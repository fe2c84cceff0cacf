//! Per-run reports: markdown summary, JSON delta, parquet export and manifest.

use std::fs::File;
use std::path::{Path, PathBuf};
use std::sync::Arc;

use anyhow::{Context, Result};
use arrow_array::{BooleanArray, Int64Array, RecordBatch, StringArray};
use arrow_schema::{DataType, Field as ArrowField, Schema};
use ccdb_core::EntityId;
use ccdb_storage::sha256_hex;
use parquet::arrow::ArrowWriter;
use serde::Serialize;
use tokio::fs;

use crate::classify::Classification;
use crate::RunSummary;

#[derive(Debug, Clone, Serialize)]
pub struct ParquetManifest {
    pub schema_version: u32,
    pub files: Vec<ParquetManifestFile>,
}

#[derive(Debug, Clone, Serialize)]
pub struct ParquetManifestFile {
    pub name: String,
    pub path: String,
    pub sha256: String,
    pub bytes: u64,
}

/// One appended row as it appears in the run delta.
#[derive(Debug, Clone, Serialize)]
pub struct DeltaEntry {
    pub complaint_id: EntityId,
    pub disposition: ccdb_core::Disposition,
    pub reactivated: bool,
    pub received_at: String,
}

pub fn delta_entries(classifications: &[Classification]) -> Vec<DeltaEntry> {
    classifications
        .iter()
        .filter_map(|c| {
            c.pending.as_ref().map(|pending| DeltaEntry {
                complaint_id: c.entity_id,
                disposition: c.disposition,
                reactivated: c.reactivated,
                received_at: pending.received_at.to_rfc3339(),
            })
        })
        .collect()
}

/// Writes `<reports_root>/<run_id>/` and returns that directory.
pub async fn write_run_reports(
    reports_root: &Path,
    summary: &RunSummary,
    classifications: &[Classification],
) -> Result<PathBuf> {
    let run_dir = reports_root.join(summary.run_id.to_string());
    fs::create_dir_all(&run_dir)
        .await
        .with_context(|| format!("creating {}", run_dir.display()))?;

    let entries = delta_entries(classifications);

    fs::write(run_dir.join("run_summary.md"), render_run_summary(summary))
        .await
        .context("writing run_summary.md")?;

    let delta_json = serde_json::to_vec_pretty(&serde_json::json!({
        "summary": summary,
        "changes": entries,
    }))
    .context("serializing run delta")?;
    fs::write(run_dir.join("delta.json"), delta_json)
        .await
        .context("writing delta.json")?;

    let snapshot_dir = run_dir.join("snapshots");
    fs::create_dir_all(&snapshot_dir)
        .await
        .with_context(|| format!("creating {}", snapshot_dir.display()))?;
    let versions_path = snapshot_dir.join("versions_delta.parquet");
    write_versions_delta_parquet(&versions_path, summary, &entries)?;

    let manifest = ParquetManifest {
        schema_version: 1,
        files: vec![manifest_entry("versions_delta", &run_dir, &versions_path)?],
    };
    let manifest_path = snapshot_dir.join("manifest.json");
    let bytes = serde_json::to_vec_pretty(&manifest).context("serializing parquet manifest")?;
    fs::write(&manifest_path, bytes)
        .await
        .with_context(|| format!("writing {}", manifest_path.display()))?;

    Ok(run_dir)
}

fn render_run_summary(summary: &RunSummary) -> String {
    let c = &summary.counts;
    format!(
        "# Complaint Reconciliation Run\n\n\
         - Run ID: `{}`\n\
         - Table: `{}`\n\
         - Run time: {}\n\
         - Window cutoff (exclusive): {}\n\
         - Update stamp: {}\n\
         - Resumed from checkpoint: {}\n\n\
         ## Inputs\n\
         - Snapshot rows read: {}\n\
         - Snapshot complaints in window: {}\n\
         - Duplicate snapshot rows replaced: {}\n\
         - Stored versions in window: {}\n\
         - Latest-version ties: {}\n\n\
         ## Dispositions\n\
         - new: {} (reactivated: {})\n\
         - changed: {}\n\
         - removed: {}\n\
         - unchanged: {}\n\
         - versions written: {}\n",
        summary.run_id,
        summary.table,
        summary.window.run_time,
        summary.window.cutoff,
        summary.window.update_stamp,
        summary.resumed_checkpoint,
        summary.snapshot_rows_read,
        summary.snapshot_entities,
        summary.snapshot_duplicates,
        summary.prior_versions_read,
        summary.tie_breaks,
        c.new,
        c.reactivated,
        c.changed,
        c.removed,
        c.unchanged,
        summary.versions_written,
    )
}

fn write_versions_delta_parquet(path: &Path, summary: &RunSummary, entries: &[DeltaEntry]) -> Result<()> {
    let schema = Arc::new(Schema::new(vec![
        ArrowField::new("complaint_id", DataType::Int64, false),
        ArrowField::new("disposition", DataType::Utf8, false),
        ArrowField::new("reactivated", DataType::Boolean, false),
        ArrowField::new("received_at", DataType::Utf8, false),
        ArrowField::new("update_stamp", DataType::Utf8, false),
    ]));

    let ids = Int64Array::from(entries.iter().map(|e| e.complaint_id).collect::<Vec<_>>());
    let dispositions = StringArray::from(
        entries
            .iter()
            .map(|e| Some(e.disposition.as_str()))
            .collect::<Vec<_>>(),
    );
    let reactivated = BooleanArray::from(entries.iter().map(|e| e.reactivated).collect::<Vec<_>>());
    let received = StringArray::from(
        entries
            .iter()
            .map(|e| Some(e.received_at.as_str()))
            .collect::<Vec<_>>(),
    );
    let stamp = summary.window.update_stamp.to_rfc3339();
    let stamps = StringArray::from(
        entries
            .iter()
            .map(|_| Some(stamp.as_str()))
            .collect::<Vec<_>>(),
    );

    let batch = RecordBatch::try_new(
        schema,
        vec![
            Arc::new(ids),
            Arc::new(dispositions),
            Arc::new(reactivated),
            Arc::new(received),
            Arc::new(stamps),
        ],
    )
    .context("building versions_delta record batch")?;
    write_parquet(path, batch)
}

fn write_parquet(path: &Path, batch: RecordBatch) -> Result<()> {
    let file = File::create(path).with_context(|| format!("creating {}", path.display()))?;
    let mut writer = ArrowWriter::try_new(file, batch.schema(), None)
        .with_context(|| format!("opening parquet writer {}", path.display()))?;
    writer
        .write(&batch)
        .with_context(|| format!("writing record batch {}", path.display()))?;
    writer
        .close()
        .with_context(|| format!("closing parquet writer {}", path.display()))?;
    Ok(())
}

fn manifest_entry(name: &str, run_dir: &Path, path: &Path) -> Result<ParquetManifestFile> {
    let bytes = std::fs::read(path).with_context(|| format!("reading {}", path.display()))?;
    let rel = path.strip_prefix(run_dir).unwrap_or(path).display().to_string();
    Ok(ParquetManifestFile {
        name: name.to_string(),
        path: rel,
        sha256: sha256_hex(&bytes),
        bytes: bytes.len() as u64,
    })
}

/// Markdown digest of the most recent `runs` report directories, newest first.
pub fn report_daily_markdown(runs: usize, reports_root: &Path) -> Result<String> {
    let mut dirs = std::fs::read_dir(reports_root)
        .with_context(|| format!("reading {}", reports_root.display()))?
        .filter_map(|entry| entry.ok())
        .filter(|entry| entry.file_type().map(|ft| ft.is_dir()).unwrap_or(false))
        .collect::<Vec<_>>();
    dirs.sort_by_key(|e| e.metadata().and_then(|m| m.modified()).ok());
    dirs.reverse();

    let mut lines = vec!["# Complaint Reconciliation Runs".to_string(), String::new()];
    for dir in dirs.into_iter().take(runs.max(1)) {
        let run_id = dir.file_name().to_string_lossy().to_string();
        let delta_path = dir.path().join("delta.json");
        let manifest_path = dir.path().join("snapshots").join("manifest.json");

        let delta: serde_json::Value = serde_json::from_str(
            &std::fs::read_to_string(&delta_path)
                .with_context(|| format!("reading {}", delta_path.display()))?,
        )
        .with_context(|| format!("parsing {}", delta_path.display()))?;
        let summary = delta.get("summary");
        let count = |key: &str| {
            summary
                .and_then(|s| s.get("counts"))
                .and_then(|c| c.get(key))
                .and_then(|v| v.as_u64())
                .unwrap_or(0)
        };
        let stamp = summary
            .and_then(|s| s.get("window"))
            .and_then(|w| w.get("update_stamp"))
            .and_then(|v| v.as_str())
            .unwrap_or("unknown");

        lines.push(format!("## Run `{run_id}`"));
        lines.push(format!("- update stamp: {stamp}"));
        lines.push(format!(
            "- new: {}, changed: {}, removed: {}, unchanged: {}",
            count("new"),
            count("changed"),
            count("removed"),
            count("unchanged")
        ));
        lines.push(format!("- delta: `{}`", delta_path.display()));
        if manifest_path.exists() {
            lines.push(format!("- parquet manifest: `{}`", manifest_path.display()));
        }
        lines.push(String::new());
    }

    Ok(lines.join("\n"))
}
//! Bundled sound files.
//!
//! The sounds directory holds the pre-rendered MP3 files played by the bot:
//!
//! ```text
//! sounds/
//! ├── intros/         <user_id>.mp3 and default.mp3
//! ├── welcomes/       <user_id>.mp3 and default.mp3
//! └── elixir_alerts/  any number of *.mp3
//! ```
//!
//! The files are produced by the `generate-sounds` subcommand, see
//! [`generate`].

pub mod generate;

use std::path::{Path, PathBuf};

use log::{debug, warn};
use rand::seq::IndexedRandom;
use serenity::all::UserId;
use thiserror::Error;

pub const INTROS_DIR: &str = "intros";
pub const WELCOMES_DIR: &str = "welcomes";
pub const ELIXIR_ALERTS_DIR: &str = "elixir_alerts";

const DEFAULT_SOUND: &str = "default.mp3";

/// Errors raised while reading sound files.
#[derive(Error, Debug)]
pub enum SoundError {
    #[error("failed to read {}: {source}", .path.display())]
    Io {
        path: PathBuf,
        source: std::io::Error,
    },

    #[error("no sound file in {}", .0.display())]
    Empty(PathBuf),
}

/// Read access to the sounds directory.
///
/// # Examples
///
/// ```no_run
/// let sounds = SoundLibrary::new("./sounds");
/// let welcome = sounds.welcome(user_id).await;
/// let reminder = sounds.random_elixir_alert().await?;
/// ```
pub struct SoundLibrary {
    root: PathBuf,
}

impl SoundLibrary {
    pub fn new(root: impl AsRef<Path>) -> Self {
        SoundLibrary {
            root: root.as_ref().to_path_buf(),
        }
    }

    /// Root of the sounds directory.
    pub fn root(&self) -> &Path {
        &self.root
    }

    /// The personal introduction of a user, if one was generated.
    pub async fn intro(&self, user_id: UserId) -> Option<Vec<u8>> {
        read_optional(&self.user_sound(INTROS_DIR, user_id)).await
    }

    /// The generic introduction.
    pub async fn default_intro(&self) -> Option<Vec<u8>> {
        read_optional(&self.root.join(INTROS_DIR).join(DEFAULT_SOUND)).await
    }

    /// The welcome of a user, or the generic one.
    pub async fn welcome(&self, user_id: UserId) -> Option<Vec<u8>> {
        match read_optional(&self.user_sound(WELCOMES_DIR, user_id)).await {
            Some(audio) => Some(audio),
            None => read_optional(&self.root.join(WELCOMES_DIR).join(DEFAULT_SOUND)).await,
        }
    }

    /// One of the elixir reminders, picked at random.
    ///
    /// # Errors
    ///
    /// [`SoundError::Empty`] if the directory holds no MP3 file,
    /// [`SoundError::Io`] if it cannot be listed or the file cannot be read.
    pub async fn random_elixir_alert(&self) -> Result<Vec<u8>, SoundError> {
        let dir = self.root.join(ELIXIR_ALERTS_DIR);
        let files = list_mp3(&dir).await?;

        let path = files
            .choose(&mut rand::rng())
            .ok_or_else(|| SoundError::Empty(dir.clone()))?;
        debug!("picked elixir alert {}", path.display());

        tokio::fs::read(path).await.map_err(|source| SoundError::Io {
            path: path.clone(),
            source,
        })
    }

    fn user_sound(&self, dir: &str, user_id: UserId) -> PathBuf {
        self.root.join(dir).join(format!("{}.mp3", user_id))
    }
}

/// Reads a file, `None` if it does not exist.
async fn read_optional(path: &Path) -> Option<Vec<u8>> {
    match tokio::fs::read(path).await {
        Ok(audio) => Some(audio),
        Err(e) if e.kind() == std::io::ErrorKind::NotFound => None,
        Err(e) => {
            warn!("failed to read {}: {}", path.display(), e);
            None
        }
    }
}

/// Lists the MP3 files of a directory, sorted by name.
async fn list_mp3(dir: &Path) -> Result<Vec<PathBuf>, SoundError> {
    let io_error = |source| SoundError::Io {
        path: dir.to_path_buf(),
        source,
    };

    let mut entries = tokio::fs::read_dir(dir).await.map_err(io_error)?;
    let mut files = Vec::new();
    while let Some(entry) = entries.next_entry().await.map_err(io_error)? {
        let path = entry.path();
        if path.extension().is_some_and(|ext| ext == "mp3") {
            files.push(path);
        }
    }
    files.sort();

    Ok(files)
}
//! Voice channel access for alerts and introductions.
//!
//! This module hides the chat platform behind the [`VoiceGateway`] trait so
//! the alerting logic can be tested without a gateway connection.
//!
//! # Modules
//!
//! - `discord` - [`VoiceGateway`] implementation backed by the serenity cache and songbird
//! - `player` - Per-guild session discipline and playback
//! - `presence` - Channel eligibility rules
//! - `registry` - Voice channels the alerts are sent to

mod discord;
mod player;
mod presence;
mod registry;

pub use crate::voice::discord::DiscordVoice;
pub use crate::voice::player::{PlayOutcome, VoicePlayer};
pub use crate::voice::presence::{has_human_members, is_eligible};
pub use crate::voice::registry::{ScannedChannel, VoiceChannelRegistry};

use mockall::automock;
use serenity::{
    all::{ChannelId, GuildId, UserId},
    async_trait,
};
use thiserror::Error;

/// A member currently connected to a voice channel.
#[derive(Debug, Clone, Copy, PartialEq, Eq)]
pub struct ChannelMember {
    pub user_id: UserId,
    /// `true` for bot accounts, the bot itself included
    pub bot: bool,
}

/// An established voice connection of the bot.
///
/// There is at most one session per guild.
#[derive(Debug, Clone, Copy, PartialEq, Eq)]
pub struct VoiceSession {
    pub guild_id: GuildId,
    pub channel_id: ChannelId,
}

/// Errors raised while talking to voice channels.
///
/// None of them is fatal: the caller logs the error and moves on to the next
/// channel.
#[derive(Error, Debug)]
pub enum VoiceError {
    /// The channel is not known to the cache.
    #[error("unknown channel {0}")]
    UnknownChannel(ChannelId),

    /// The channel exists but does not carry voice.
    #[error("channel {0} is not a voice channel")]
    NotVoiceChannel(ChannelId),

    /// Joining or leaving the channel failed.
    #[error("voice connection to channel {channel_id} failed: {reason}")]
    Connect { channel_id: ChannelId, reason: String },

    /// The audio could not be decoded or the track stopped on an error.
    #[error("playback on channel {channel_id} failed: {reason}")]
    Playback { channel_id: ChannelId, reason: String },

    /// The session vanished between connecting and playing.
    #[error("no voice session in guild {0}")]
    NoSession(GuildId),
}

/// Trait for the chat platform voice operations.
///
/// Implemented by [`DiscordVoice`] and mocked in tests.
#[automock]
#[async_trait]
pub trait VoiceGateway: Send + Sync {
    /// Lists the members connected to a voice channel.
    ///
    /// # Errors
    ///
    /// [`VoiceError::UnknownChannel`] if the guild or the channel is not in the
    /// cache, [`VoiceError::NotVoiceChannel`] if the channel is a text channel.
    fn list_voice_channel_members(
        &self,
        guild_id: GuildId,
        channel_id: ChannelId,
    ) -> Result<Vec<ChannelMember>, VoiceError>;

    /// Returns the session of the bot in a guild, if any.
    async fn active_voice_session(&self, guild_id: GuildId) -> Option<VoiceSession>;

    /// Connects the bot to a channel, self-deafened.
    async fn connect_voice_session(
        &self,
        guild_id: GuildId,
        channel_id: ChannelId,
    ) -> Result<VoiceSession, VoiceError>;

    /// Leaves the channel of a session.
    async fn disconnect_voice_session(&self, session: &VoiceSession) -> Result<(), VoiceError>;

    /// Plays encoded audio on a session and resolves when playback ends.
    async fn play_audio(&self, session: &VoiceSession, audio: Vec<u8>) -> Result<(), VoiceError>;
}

* * *

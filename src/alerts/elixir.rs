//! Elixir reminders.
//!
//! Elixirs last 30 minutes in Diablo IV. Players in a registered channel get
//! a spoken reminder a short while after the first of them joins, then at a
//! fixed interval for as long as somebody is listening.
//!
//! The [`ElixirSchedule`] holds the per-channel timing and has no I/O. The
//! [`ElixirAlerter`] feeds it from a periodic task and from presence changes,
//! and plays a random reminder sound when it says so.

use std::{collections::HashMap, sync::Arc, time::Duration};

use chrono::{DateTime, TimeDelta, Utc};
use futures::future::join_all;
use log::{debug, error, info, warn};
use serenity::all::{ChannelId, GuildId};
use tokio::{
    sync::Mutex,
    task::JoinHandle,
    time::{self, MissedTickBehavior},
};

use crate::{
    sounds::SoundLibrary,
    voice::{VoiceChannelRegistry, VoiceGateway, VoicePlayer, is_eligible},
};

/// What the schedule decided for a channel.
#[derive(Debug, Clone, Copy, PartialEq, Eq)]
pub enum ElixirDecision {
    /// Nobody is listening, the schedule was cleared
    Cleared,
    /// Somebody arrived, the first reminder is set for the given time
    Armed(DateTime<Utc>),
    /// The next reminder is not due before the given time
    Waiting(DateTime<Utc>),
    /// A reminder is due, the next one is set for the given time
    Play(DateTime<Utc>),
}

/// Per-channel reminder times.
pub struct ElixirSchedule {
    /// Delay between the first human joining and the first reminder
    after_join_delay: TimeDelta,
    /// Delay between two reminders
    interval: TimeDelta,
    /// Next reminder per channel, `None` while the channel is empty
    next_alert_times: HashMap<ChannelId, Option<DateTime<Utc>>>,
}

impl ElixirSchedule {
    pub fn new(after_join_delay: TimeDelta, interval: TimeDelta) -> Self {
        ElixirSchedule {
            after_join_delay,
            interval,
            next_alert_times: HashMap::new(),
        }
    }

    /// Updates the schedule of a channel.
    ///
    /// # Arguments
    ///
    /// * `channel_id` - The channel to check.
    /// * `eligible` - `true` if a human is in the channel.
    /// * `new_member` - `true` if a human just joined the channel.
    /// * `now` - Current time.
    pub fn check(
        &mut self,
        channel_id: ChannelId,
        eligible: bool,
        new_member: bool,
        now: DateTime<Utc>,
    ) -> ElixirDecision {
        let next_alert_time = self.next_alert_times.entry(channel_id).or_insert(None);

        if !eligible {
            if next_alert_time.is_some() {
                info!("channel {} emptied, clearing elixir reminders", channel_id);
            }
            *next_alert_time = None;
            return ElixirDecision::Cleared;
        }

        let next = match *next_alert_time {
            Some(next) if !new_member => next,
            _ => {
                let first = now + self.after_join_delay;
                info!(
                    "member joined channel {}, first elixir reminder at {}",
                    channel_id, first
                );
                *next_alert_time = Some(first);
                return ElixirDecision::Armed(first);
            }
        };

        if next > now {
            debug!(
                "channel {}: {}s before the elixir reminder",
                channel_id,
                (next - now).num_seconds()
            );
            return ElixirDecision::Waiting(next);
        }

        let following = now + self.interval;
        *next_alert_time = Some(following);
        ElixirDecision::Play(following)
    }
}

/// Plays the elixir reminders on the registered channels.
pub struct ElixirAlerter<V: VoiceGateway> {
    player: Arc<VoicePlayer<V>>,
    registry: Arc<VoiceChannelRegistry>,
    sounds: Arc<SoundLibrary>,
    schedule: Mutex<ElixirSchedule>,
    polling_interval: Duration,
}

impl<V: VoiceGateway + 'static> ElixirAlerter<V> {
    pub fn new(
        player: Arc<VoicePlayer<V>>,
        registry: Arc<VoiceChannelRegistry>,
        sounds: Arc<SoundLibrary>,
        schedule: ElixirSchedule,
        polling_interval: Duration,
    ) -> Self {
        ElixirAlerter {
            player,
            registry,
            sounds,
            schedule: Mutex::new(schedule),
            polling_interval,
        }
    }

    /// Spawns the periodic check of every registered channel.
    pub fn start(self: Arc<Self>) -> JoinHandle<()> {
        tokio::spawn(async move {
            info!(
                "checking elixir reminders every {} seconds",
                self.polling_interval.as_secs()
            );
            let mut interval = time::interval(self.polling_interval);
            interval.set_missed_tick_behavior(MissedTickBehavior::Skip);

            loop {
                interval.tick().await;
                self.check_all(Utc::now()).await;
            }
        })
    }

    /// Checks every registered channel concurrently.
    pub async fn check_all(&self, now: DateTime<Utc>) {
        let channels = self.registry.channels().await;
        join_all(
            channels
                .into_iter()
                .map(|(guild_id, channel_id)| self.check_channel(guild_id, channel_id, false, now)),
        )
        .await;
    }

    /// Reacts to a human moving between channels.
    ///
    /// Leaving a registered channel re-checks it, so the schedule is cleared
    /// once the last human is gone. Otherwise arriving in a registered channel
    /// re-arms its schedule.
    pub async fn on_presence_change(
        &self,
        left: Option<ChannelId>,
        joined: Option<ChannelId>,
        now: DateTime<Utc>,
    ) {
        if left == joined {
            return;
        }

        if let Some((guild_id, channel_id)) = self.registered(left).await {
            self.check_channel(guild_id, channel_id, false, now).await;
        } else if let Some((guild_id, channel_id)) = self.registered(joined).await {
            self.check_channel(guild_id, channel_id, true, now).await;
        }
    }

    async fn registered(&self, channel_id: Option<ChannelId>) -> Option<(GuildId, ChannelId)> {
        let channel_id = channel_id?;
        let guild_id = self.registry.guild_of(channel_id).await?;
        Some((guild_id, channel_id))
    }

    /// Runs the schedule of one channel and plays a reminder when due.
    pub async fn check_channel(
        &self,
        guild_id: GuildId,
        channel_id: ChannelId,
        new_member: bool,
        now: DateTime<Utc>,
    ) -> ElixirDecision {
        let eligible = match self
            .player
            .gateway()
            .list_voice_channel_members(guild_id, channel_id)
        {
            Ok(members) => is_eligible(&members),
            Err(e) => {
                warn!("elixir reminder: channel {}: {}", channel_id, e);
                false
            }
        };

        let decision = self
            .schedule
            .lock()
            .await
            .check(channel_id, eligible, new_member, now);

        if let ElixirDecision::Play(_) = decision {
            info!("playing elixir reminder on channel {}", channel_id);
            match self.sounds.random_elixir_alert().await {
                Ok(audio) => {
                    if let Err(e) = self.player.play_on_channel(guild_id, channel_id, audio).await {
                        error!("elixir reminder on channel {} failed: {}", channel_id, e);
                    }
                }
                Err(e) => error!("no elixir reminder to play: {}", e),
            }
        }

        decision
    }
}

## PROBLEM DESCRIPTION
Line count for the word "TimeDelta": tally the lines of the records above that hold it and give only that figure.

## TASK RESULT
4